CMVpp65 Specific T-cells BIOLOGICAL

CMVpp65-CTL T-cells

Eligibility Criteria

• Sex: all
• Healthy Volunteers: No
• Age Groups: Child (0-17), Adult (18-64), Older Adult (65+)

You may qualify if:

• Each patient must satisfy at least one of the following criteria:
• The patient must have a clinically documented condition associated with CMV (e.g. interstitial pneumonia, hepatitis, retinitis, colitis) Or
• The patient must have microbiological evidence of CMV viremia or tissue invasion as attested by viral culture, or detection of levels of CMV DNA in the blood or body fluids consistent with CMV infection.
• Patient must also satisfy at least one of the following criteria:
• The patient's CMV infection is clinically progressing or CMV viremia is persistent or increasing (as evidenced by quantitation of CMV DNA in the blood) despite two weeks induction therapy with antiviral drugs.
• The patient has developed CMV viremia as attested by viral culture, or detection of levels of CMV DNA in blood or body fluids while receiving prophylactic doses of antiviral drugs to prevent CMV infection post transplant.
• The patient is unable to sustain treatment with antiviral drugs due to drug associated toxicities (e.g. myelosuppression \[ANC\< 1000μl/ml without GCSF support\] or nephrotoxicity \[corrected creatinine clearance ≤ 60 ml/min/1.73 m\^2 or serum creatinine \> 2 mg/dl\]) CMV infections are life threatening, and may involve multiple organ systems such as the lungs, liver, gastrointestinal tract, hematopoietic and central nervous systems. Antiviral drugs used for treatment may also compromise renal and hematopoietic function.
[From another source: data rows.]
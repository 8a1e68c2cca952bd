use std::collections::HashMap;
use std::sync::{Arc, Mutex};

use axum::{
    extract::{Query, State},
    http::{HeaderMap, StatusCode},
    routing::get,
    Json, Router,
};
use pretty_assertions::assert_eq;
use secrecy::SecretString;
use serde_json::{json, Value};

use scrollfeed::{
    domain::{filters::Filters, item::HistoryEntry},
    infrastructure::{resource::Resource, rest::ApiClient, rest::RestFetcher},
    FetchError, IncrementalList, LoadOutcome, PageFetcher,
};

type Seen = Arc<Mutex<Vec<(HashMap<String, String>, Option<String>)>>>;

async fn history(
    State(seen): State<Seen>,
    headers: HeaderMap,
    Query(query): Query<HashMap<String, String>>,
) -> Json<Value> {
    let auth = headers
        .get("authorization")
        .and_then(|value| value.to_str().ok())
        .map(String::from);
    let cursor = query.get("cursor").cloned();
    seen.lock().expect("seen").push((query, auth));

    let body = match cursor.as_deref() {
        None => json!({
            "historyList": [
                { "historyId": 1, "action": "LOGIN", "timestamp": "2025-01-01T09:00:00Z" },
                { "historyId": 2, "action": "UPLOAD", "timestamp": "2025-01-01T10:00:00Z" },
            ],
            "pagination": { "last": false },
        }),
        Some(_) => json!({
            "historyList": [
                { "historyId": 2, "action": "UPLOAD", "timestamp": "2025-01-01T10:00:00Z" },
                { "historyId": 3, "action": "DELETE", "timestamp": "2025-01-01T11:00:00Z" },
            ],
            "pagination": { "last": true },
        }),
    };
    Json(json!({ "code": "COMMON200", "message": "OK", "result": body }))
}

async fn history_search(
    State(seen): State<Seen>,
    Query(query): Query<HashMap<String, String>>,
) -> Json<Value> {
    seen.lock().expect("seen").push((query, None));
    Json(json!({
        "code": "COMMON200",
        "message": "OK",
        "result": { "historyList": [], "pagination": { "last": true } },
    }))
}

async fn failing_envelope() -> Json<Value> {
    Json(json!({ "code": "COMMON500", "message": "internal error", "result": null }))
}

async fn unavailable() -> (StatusCode, &'static str) {
    (StatusCode::SERVICE_UNAVAILABLE, "maintenance")
}

async fn serve() -> (String, Seen) {
    let seen = Seen::default();
    let router = Router::new()
        .route("/api/history", get(history))
        .route("/api/history/search", get(history_search))
        .route("/api/faq/categories", get(failing_envelope))
        .route("/api/dictionary/categories", get(unavailable))
        .with_state(Arc::clone(&seen));

    let listener = tokio::net::TcpListener::bind("127.0.0.1:0")
        .await
        .expect("bind");
    let addr = listener.local_addr().expect("addr");
    tokio::spawn(async move {
        axum::serve(listener, router).await.expect("serve");
    });
    (format!("http://{addr}"), seen)
}

#[tokio::test]
async fn test_pages_through_history() {
    let (base_url, seen) = serve().await;
    let client = ApiClient::new(base_url, Some(SecretString::from("t0ken")));
    let list = IncrementalList::new(RestFetcher::<HistoryEntry>::new(client, Resource::History));

    assert_eq!(list.load_all(None).await.expect("pages"), 2);

    let ids: Vec<String> = list
        .items()
        .into_iter()
        .filter_map(|entry| entry.history_id)
        .collect();
    assert_eq!(ids, vec!["1", "2", "3"]);
    assert!(!list.has_more());

    let seen = seen.lock().expect("seen").clone();
    assert_eq!(seen.len(), 2);
    assert_eq!(seen[0].0.get("cursor"), None);
    assert_eq!(
        seen[1].0.get("cursor").map(String::as_str),
        Some("2025-01-01T19:00:00")
    );
    assert_eq!(seen[0].1.as_deref(), Some("Bearer t0ken"));
}

#[tokio::test]
async fn test_search_mode_forwards_filters() {
    let (base_url, seen) = serve().await;
    let fetcher = RestFetcher::<HistoryEntry>::new(ApiClient::new(base_url, None), Resource::History);
    let filters = Filters::new()
        .with_keyword("  login ")
        .with_department("d-7")
        .with_date_range(
            chrono::NaiveDate::from_ymd_opt(2025, 1, 1),
            chrono::NaiveDate::from_ymd_opt(2025, 1, 31),
        );

    let page = fetcher.fetch(None, &filters).await.expect("page");
    assert!(page.items.is_empty());
    assert!(page.is_last_page);

    let seen = seen.lock().expect("seen").clone();
    let query = &seen[0].0;
    assert_eq!(query.get("keyword").map(String::as_str), Some("login"));
    assert_eq!(query.get("startDate").map(String::as_str), Some("2025-01-01"));
    assert_eq!(query.get("endDate").map(String::as_str), Some("2025-01-31"));
    assert_eq!(query.get("departmentId").map(String::as_str), Some("d-7"));
    assert_eq!(fetcher.scope_for(&filters).as_str(), "history::login");
}

#[tokio::test]
async fn test_failed_envelope_is_an_exhausted_page() {
    let (base_url, _) = serve().await;
    let fetcher =
        RestFetcher::<Value>::new(ApiClient::new(base_url, None), Resource::FaqCategories);

    let page = fetcher.fetch(None, &Filters::new()).await.expect("page");
    assert_eq!(page.code, "COMMON500");
    assert!(page.is_last_page);
    assert!(page.items.is_empty());
}

#[tokio::test]
async fn test_non_success_status_is_an_error() {
    let (base_url, _) = serve().await;
    let fetcher =
        RestFetcher::<Value>::new(ApiClient::new(base_url, None), Resource::DictionaryCategories);
    let list = IncrementalList::new(fetcher);

    match list.load_more().await {
        LoadOutcome::Failed(FetchError::UnexpectedStatus { status, body }) => {
            assert_eq!(status.as_u16(), 503);
            assert_eq!(body, "maintenance");
        }
        other => panic!("expected status error, got {other:?}"),
    }
    assert!(list.has_more());
    assert!(list.is_empty());
}
//! Page fetching seam
//!
//! A [`PageFetcher`] performs one network call per page and normalizes whatever the
//! backend returns into a [`PageResult`]. Lists never talk to the network directly.

use std::collections::VecDeque;
use std::marker::PhantomData;
use std::sync::{Mutex, MutexGuard, PoisonError};
use std::time::Duration;

use async_trait::async_trait;
use thiserror::Error;

use crate::domain::{cursor::Cursor, filters::Filters, page::PageResult, scope::ScopeKey};

/// Errors a page fetch can fail with
///
/// Non-success envelope codes are not errors; they come back as an exhausted page.
#[derive(Debug, Error)]
pub enum FetchError {
    #[error("http request failed: {0}")]
    Http(#[from] reqwest::Error),
    #[error("unexpected status: {status} body={body}")]
    UnexpectedStatus {
        status: reqwest::StatusCode,
        body: String,
    },
    #[error("failed to decode response: {0}")]
    Decode(#[from] serde_json::Error),
    #[error("response is missing list field `{field}`")]
    MissingListField { field: String },
    #[error("backend unavailable: {0}")]
    Unavailable(String),
    #[error("no scripted page left")]
    Exhausted,
}

/// One resource's way of loading a page
#[async_trait]
pub trait PageFetcher<T: Send + 'static>: Send + Sync {
    /// Name of the resource, used as the default scope
    fn resource_name(&self) -> &str;

    /// Scope under which results for `filters` are accumulated
    fn scope_for(&self, filters: &Filters) -> ScopeKey {
        ScopeKey::for_filters(self.resource_name(), filters)
    }

    /// Fetch the page following `cursor`, or the first page if there is none
    async fn fetch(
        &self,
        cursor: Option<&Cursor>,
        filters: &Filters,
    ) -> Result<PageResult<T>, FetchError>;
}

/// A recorded call to an [`InMemoryFetcher`]
#[derive(Debug, Clone, PartialEq, Eq)]
pub struct FetchCall {
    pub cursor: Option<Cursor>,
    pub filters: Filters,
}

/// Serves scripted pages without touching the network
///
/// Each call pops the next scripted response; every call is recorded.
pub struct InMemoryFetcher<T> {
    name: String,
    responses: Mutex<VecDeque<Result<PageResult<T>, String>>>,
    calls: Mutex<Vec<FetchCall>>,
    delay: Option<Duration>,
    _marker: PhantomData<fn() -> T>,
}

fn lock<V>(mutex: &Mutex<V>) -> MutexGuard<'_, V> {
    mutex.lock().unwrap_or_else(PoisonError::into_inner)
}

impl<T> InMemoryFetcher<T> {
    pub fn new(name: impl Into<String>) -> Self {
        Self {
            name: name.into(),
            responses: Mutex::new(VecDeque::new()),
            calls: Mutex::new(Vec::new()),
            delay: None,
            _marker: PhantomData,
        }
    }

    /// Make every call wait before answering
    pub fn with_delay(mut self, delay: Duration) -> Self {
        self.delay = Some(delay);
        self
    }

    /// Queue a page
    pub fn push_page(&self, page: PageResult<T>) -> &Self {
        lock(&self.responses).push_back(Ok(page));
        self
    }

    /// Queue a transport failure
    pub fn push_error(&self, error: impl Into<String>) -> &Self {
        lock(&self.responses).push_back(Err(error.into()));
        self
    }

    pub fn calls(&self) -> Vec<FetchCall> {
        lock(&self.calls).clone()
    }

    pub fn call_count(&self) -> usize {
        lock(&self.calls).len()
    }

    pub fn pending(&self) -> usize {
        lock(&self.responses).len()
    }
}

#[async_trait]
impl<T: Send + 'static> PageFetcher<T> for InMemoryFetcher<T> {
    fn resource_name(&self) -> &str {
        &self.name
    }

    async fn fetch(
        &self,
        cursor: Option<&Cursor>,
        filters: &Filters,
    ) -> Result<PageResult<T>, FetchError> {
        lock(&self.calls).push(FetchCall {
            cursor: cursor.cloned(),
            filters: filters.clone(),
        });

        if let Some(delay) = self.delay {
            tokio::time::sleep(delay).await;
        }

        let response = lock(&self.responses).pop_front();
        match response {
            Some(Ok(page)) => Ok(page),
            Some(Err(error)) => Err(FetchError::Unavailable(error)),
            None => Err(FetchError::Exhausted),
        }
    }
}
Therefore, dysfunctions of these organs will not affect eligibility for this protocol.
• Patients must meet the following clinical criteria to receive CMVpp65-CTL infusions
• Stable blood pressure and circulation, not requiring pressor support
• Evidence of adequate cardiac function as demonstrated by EKG and/or echocardiography.
• A life expectancy of at least 3 weeks, even if requiring artificial ventilation.
• There are no age restrictions
• Patient must also satisfy at least one of the following criteria:
• The patient's HCT donor has not been previously infected by or sensitized to CMV (e.g. a cord blood transplant or a marrow or PBSC transplant from a seronegative donor).
• The patient's HCT donor, if seropositive, is either not available or not willing to provide leukocytes for generation of CMV-specific T-cells.

You may not qualify if:

• Patients requiring high doses of glucocorticosteroids (≥ 0.3 mg/kg prednisone or its equivalent)
• Patients who are moribund
• Patients with other conditions not related to CMV infection (e.g. uncontrolled bacterial sepsis or invasive fungal infection) which are also life-threatening and which would preclude evaluation of the effects of a T-cell infusion.
• Patients who are pregnant

Sponsors & Collaborators

• Memorial Sloan Kettering Cancer Center: lead

Study Sites (1)

Memorial Sloan Kettering Cancer Center

New York, New York, 10065, United States

Location

Related Links

• Memorial Sloan Kettering Cancer Center

MeSH Terms

Conditions

Cytomegalovirus Infections

Condition Hierarchy (Ancestors)

Herpesviridae Infections; DNA Virus Infections; Virus Diseases; Infections

Results Point of Contact

• Title: Dr. Kevin Curran, MD
• Organization: Memorial Sloan Kettering Cancer Center

currank@mskcc.org

212-639-5836

Study Officials

• Susan Prockop, MD

  Memorial Sloan Kettering Cancer Center

  PRINCIPAL INVESTIGATOR

Publication Agreements

• PI is Sponsor Employee: Yes

Study Design

• Study Type: interventional
• Phase: phase 2
• Allocation: NA
• Masking: NONE
• Purpose: TREATMENT
• Intervention Model: SINGLE GROUP
• Sponsor Type: OTHER
• Responsible Party: SPONSOR
• Expanded Access: Yes

Study Record Dates

• First Submitted: May 9, 2014
• First Posted: May 13, 2014
• Study Start: May 8, 2014
• Primary Completion: February 8, 2024
• Study Completion: February 8, 2024
• Last Updated: October 17, 2024
• Results First Posted: October 17, 2024

Record last verified: 2024-07

Locations

US (1)